MSR 2025
Mon 28 - Tue 29 April 2025 Ottawa, Ontario, Canada
co-located with ICSE 2025

For software testing research, Defects4J stands out as the primary benchmark dataset, offering a controlled environment to study real bugs from prominent open-source systems. While Defects4J provides a clean and valuable dataset, our goal is to explore how fault localization techniques perform under less-controlled development scenarios. In this paper, we revisited Defects4J to study the changes that developers made to fault-triggering tests after the bugs were reported/fixed. We aim to introduce a new evaluation scenario within Defects4J, focusing on the implications of regression tests and test changes added after the bug was fixed. We analyze when these tests were modified relative to bug report creation and examine SBFL performance in less-controlled settings.
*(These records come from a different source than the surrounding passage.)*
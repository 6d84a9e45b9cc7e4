//! S-expression reader.
//!
//! Turns source text into [`Node`] trees:
//!
//! - numbers (always f64): `42`, `-3.5`, `.5`, `1e3`
//! - strings with `\n \t \r \\ \"` escapes
//! - booleans `#t` / `#f`
//! - symbols
//! - lists with an optional dotted tail: `(a b . c)`
//! - reader shorthands `'x`, `` `x ``, `,x`, `,@x`
//! - `;` line comments (see [`ParseConfig`])

use nom::{
    IResult, Parser,
    branch::alt,
    bytes::complete::{tag, take_while1},
    character::complete::char,
    combinator::{cut, value},
    error::ErrorKind,
};

use crate::ast::{
    Node, SYMBOL_SPECIAL_CHARS, boolean, is_valid_symbol, list, looks_numeric, num, string, sym,
};
use crate::{Error, MAX_PARSE_DEPTH, ParseError, ParseErrorKind};

/// Reader options
#[derive(Debug, Clone, Copy, PartialEq)]
pub struct ParseConfig {
    /// Treat `;` up to the end of the line as a comment
    pub handle_comments: bool,
}

impl Default for ParseConfig {
    fn default() -> Self {
        ParseConfig {
            handle_comments: true,
        }
    }
}

fn failure(input: &str, kind: ErrorKind) -> nom::Err<nom::error::Error<&str>> {
    nom::Err::Failure(nom::error::Error::new(input, kind))
}

/// Skip whitespace and, when enabled, comments
fn skip_whitespace(input: &str, config: ParseConfig) -> &str {
    let mut rest = input.trim_start();
    while config.handle_comments
        && let Some(comment) = rest.strip_prefix(';')
    {
        rest = comment
            .find('\n')
            .map_or("", |end| &comment[end..])
            .trim_start();
    }
    rest
}

/// Convert nom parsing errors to structured parse errors
fn parse_error(
    input: &str,
    error: nom::Err<nom::error::Error<&str>>,
    config: ParseConfig,
) -> Error {
    let e = match error {
        nom::Err::Error(e) | nom::Err::Failure(e) => e,
        nom::Err::Incomplete(_) => {
            return Error::ParseError(ParseError::from_message(
                ParseErrorKind::Incomplete,
                "Incomplete input",
            ));
        }
    };
    let offset = input.len().saturating_sub(e.input.len());
    let near: String = e.input.chars().take(10).collect();

    let (kind, message) = match e.code {
        ErrorKind::TooLarge => (
            ParseErrorKind::TooDeeplyNested,
            format!("Expression too deeply nested (max depth: {MAX_PARSE_DEPTH})"),
        ),
        _ if skip_whitespace(e.input, config).is_empty() => (
            ParseErrorKind::Incomplete,
            "Unexpected end of input".to_owned(),
        ),
        ErrorKind::Float => (
            ParseErrorKind::InvalidSyntax,
            format!("Invalid number near '{near}'"),
        ),
        ErrorKind::Escaped => (
            ParseErrorKind::InvalidSyntax,
            "Invalid escape sequence in string literal".to_owned(),
        ),
        ErrorKind::Verify => (
            ParseErrorKind::InvalidSyntax,
            "Dotted tail needs at least one element before '.'".to_owned(),
        ),
        _ => (
            ParseErrorKind::InvalidSyntax,
            format!("Invalid syntax near '{near}'"),
        ),
    };
    Error::ParseError(ParseError::with_context(kind, message, input, offset))
}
Our findings show that 1) 55% of the fault-triggering tests were added to replicate the bug or test for regression; 2) 22% of the tests were changed after the bug reports, incorporating information related to the bug; 3) developers often update tests with new assertions or changes to match source code updates; and 4) SBFL performance differs significantly in less-controlled settings (down by at most 415% for Mean First Rank). Our study points out the diverse development scenarios in the studied bugs, highlighting new settings for future SBFL evaluations and bug benchmarks.